The effects of the God Particle is also tested in the field of mental health and in this field the patients are also getting some surprising improvements in a wide range of medical cases, for example treating phobias and depressions of different kinds.

One of the theories being researched by the scientists is that the God Particle doesn't really cure the listed conditions but provides the human body with the energy needed to normalize and cure itself.

All those researches are performed in scientific methods demanding them to comply with a strict criteria before publication.

Therefore all the above should not be taken as a scientific fact, but should only be understood the way it is, a positive influence of material exposed to the God Particle on treating and preventing a wide range of medical problems.

The results of the researches are still censored. But there is an increasing assumption in the scientific community that in the future, when it becomes less expensive to produce the particle, it will completely change the face of modern medicine.
I especially love the penultimate paragraph, which to my ears reads like the woo-woo alternative-medicine's "Not intended to treat, cure, or diagnose human illness" that appears in microscopic print on things like herbal remedies.

And how did these folks come by chunks of one of the most famous pieces of scientific apparatus in the world, you might ask?
We are a part of a maintenance team in CERN. Among our responsibilities is to replace some of the worn out parts inside the collider.

We notices that something amazing was happening to many people during those days, and when we were summoned for tests by the research groups we realized that we were not the only ones who felt that way.

When the moment came to replace some of the parts around the center of the collision, we felt that we cannot dispose this material as waste. Instead, we started collecting the remaining bearings from the section which is under our responsibility. This material was exposed to the most powerful energy.

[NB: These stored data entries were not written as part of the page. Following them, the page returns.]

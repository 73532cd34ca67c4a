use super::{current_user_id, ok};
use crate::error::AppResult;
use crate::models::*;
use crate::services::{AuthService, LoginContext};
use actix_web::{HttpRequest, HttpResponse, web};
use serde_json::json;

pub const IDENTITY_SECRET_HEADER: &str = "X-Identity-Secret";

fn login_context(req: &HttpRequest) -> LoginContext {
    LoginContext {
        ip_address: req
            .connection_info()
            .realip_remote_addr()
            .map(str::to_string),
        user_agent: req
            .headers()
            .get("User-Agent")
            .and_then(|v| v.to_str().ok())
            .map(str::to_string),
    }
}

#[utoipa::path(
    post,
    path = "/auth/session",
    tag = "auth",
    request_body = SessionRequest,
    params(
        ("X-Identity-Secret" = String, Header, description = "Shared secret of the identity provider")
    ),
    responses(
        (status = 200, description = "Signed in", body = AuthResponse),
        (status = 401, description = "Unknown identity provider"),
        (status = 403, description = "Account disabled")
    )
)]
pub async fn create_session(
    auth_service: web::Data<AuthService>,
    req: HttpRequest,
    request: web::Json<SessionRequest>,
) -> AppResult<HttpResponse> {
    let secret = req
        .headers()
        .get(IDENTITY_SECRET_HEADER)
        .and_then(|v| v.to_str().ok());
    auth_service.verify_identity_secret(secret)?;
    let response = auth_service
        .sign_in(request.into_inner(), login_context(&req))
        .await?;
    Ok(ok(response))
}

#[utoipa::path(
    post,
    path = "/auth/refresh",
    tag = "auth",
    request_body = RefreshTokenRequest,
    responses(
        (status = 200, description = "Tokens refreshed", body = AuthResponse),
        (status = 401, description = "Invalid refresh token")
    )
)]
pub async fn refresh_token(
    auth_service: web::Data<AuthService>,
    request: web::Json<RefreshTokenRequest>,
) -> AppResult<HttpResponse> {
    Ok(ok(auth_service.refresh(&request.refresh_token).await?))
}

#[utoipa::path(
    get,
    path = "/auth/me",
    tag = "auth",
    responses(
        (status = 200, description = "Current user, null when anonymous", body = UserResponse)
    )
)]
pub async fn me(auth_service: web::Data<AuthService>, req: HttpRequest) -> AppResult<HttpResponse> {
    Ok(ok(auth_service.me(current_user_id(&req)).await?))
}

/// Tokens are stateless; the client drops them.
#[utoipa::path(
    post,
    path = "/auth/logout",
    tag = "auth",
    responses(
        (status = 200, description = "Logged out")
    )
)]
pub async fn logout() -> AppResult<HttpResponse> {
    Ok(ok(json!({ "logged_out": true })))
}

pub fn auth_config(cfg: &mut web::ServiceConfig) {
    cfg.service(
        web::scope("/auth")
            .route("/session", web::post().to(create_session))
            .route("/refresh", web::post().to(refresh_token))
            .route("/me", web::get().to(me))
            .route("/logout", web::post().to(logout)),
    );
}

After the remaining bearings are collected, we remove them from the compound and later from the country, back to our countries of origin. Initially we gave small spheres which came from the collected bearings to our relatives and friends. In a short period of time the spheres started to leave their mark, and along with great responses we were flooded with requests from other acquaintances who heard about the amazing experience.
Which is either an outright lie, or else illegal, since profiting off of materials taken secretly from a scientific research facility is usually considered theft.  Of course, given that they are also making fraudulent claims about what said ball bearings can do, there are so many ethical angles from which you could attack this website that I almost wouldn't know where to begin.

So I think, instead, that I'm just going to stop here and leave it up to your consideration.  For one thing, in doing the research for this post, I did such a colossal headdesk that I think I jarred a Higgs boson loose from my skull, and my etheric body needs some time to recover before I go to work.